(TASK DATA)
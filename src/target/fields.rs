//! Loosely-typed input fields
//!
//! Query editors hand us whatever the user typed: numbers arrive as JSON
//! numbers or as strings, list fields arrive as a comma-delimited string until
//! they are normalized. These wrappers keep the raw input until a validator
//! coerces it.

use serde::{Deserialize, Serialize};

/// A numeric field that may still hold raw text
#[derive(Debug, Clone, PartialEq, Serialize, Deserialize)]
#[serde(untagged)]
pub enum NumericInput {
    /// Parsed integer
    Int(i64),
    /// Fractional number
    Float(f64),
    /// Unparsed user input
    Text(String),
}

impl NumericInput {
    /// Parse the leading integer of this value
    ///
    /// Follows the lenient rule query editors use for number inputs:
    /// surrounding whitespace is ignored, a sign is allowed, trailing
    /// characters after the digits are dropped (`"12px"` is 12) and fractions
    /// truncate toward zero. Returns `None` when no digits lead the value.
    pub fn parse_int(&self) -> Option<i64> {
        match self {
            Self::Int(v) => Some(*v),
            Self::Float(v) if v.is_finite() => Some(v.trunc() as i64),
            Self::Float(_) => None,
            Self::Text(s) => parse_leading_int(s),
        }
    }

    /// Whether the raw value counts as "set" (zero and the empty string do not)
    pub fn is_truthy(&self) -> bool {
        match self {
            Self::Int(v) => *v != 0,
            Self::Float(v) => *v != 0.0 && !v.is_nan(),
            Self::Text(s) => !s.is_empty(),
        }
    }

    /// The integer value, if already coerced
    pub fn as_int(&self) -> Option<i64> {
        match self {
            Self::Int(v) => Some(*v),
            _ => None,
        }
    }
}

impl From<i64> for NumericInput {
    fn from(v: i64) -> Self {
        Self::Int(v)
    }
}

impl From<f64> for NumericInput {
    fn from(v: f64) -> Self {
        Self::Float(v)
    }
}

impl From<&str> for NumericInput {
    fn from(s: &str) -> Self {
        Self::Text(s.to_string())
    }
}

fn parse_leading_int(s: &str) -> Option<i64> {
    let s = s.trim();
    let (negative, rest) = match s.as_bytes().first() {
        Some(b'-') => (true, &s[1..]),
        Some(b'+') => (false, &s[1..]),
        _ => (false, s),
    };

    let (radix, rest) = match rest.get(..2) {
        Some("0x") | Some("0X") => (16, &rest[2..]),
        _ => (10, rest),
    };

    let end = rest
        .find(|c: char| !c.is_digit(radix))
        .unwrap_or(rest.len());
    if end == 0 {
        return None;
    }

    let magnitude = i64::from_str_radix(&rest[..end], radix).ok()?;
    Some(if negative { -magnitude } else { magnitude })
}

/// A list field that may still be a comma-delimited string
#[derive(Debug, Clone, PartialEq, Eq, Serialize, Deserialize)]
#[serde(untagged)]
pub enum ListInput {
    /// Normalized list
    List(Vec<String>),
    /// Raw delimited text
    Text(String),
}

impl ListInput {
    /// Whether the value has already been normalized
    pub fn is_list(&self) -> bool {
        matches!(self, Self::List(_))
    }

    /// Whether the raw value counts as "set"
    ///
    /// An empty string is unset; any list, even an empty one, is set.
    pub fn is_truthy(&self) -> bool {
        match self {
            Self::List(_) => true,
            Self::Text(s) => !s.is_empty(),
        }
    }

    /// Split raw text on commas without trimming; lists normalize to themselves
    pub fn normalize(&mut self) {
        if let Self::Text(raw) = self {
            let items = raw.split(',').map(str::to_string).collect();
            *self = Self::List(items);
        }
    }

    /// Entries of the field, splitting and trimming raw text
    pub fn trimmed_entries(&self) -> Vec<String> {
        match self {
            Self::List(items) => items.iter().map(|s| s.trim().to_string()).collect(),
            Self::Text(raw) => raw.split(',').map(|s| s.trim().to_string()).collect(),
        }
    }

    /// The normalized items, if any
    pub fn as_list(&self) -> Option<&[String]> {
        match self {
            Self::List(items) => Some(items),
            Self::Text(_) => None,
        }
    }
}

impl From<&str> for ListInput {
    fn from(s: &str) -> Self {
        Self::Text(s.to_string())
    }
}

impl From<Vec<String>> for ListInput {
    fn from(items: Vec<String>) -> Self {
        Self::List(items)
    }
}

/// A string field is set when present and non-empty
pub(crate) fn has_text(value: &Option<String>) -> bool {
    value.as_deref().is_some_and(|s| !s.is_empty())
}

#[cfg(test)]
mod tests {
    use super::*;

    #[test]
    fn test_parse_int_lenient() {
        assert_eq!(NumericInput::from("42").parse_int(), Some(42));
        assert_eq!(NumericInput::from("  -7 ").parse_int(), Some(-7));
        assert_eq!(NumericInput::from("12abc").parse_int(), Some(12));
        assert_eq!(NumericInput::from("3.9").parse_int(), Some(3));
        assert_eq!(NumericInput::from("0x1A").parse_int(), Some(26));
        assert_eq!(NumericInput::from(2.7).parse_int(), Some(2));
        assert_eq!(NumericInput::from(-2.7).parse_int(), Some(-2));
    }

    #[test]
    fn test_parse_int_rejects_non_numeric() {
        assert_eq!(NumericInput::from("abc").parse_int(), None);
        assert_eq!(NumericInput::from("").parse_int(), None);
        assert_eq!(NumericInput::from("-").parse_int(), None);
        assert_eq!(NumericInput::from("99999999999999999999").parse_int(), None);
    }

    #[test]
    fn test_truthiness() {
        assert!(!NumericInput::Int(0).is_truthy());
        assert!(!NumericInput::from("").is_truthy());
        assert!(NumericInput::from("0").is_truthy());
        assert!(ListInput::List(vec![]).is_truthy());
        assert!(!ListInput::from("").is_truthy());
    }

    #[test]
    fn test_numeric_input_from_json() {
        let v: NumericInput = serde_json::from_str("10").unwrap();
        assert_eq!(v, NumericInput::Int(10));
        let v: NumericInput = serde_json::from_str("\"10\"").unwrap();
        assert_eq!(v, NumericInput::Text("10".to_string()));
        let v: NumericInput = serde_json::from_str("0.5").unwrap();
        assert_eq!(v, NumericInput::Float(0.5));
    }

    #[test]
    fn test_normalize_is_idempotent() {
        let mut field = ListInput::from("a, b,c");
        field.normalize();
        let once = field.clone();
        field.normalize();
        assert_eq!(field, once);
        assert_eq!(
            field.as_list().unwrap(),
            &["a".to_string(), " b".to_string(), "c".to_string()]
        );
    }
}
(End TASK DATA)
Go through the listing above and write out exactly the lines starting with the one holding "Unparsed user input" and running through the one holding "is allowed, trailing", ends included, and no others.

- [WRITTEN REPLY]:
    /// Unparsed user input
    Text(String),
}

impl NumericInput {
    /// Parse the leading integer of this value
    ///
    /// Follows the lenient rule query editors use for number inputs:
    /// surrounding whitespace is ignored, a sign is allowed, trailing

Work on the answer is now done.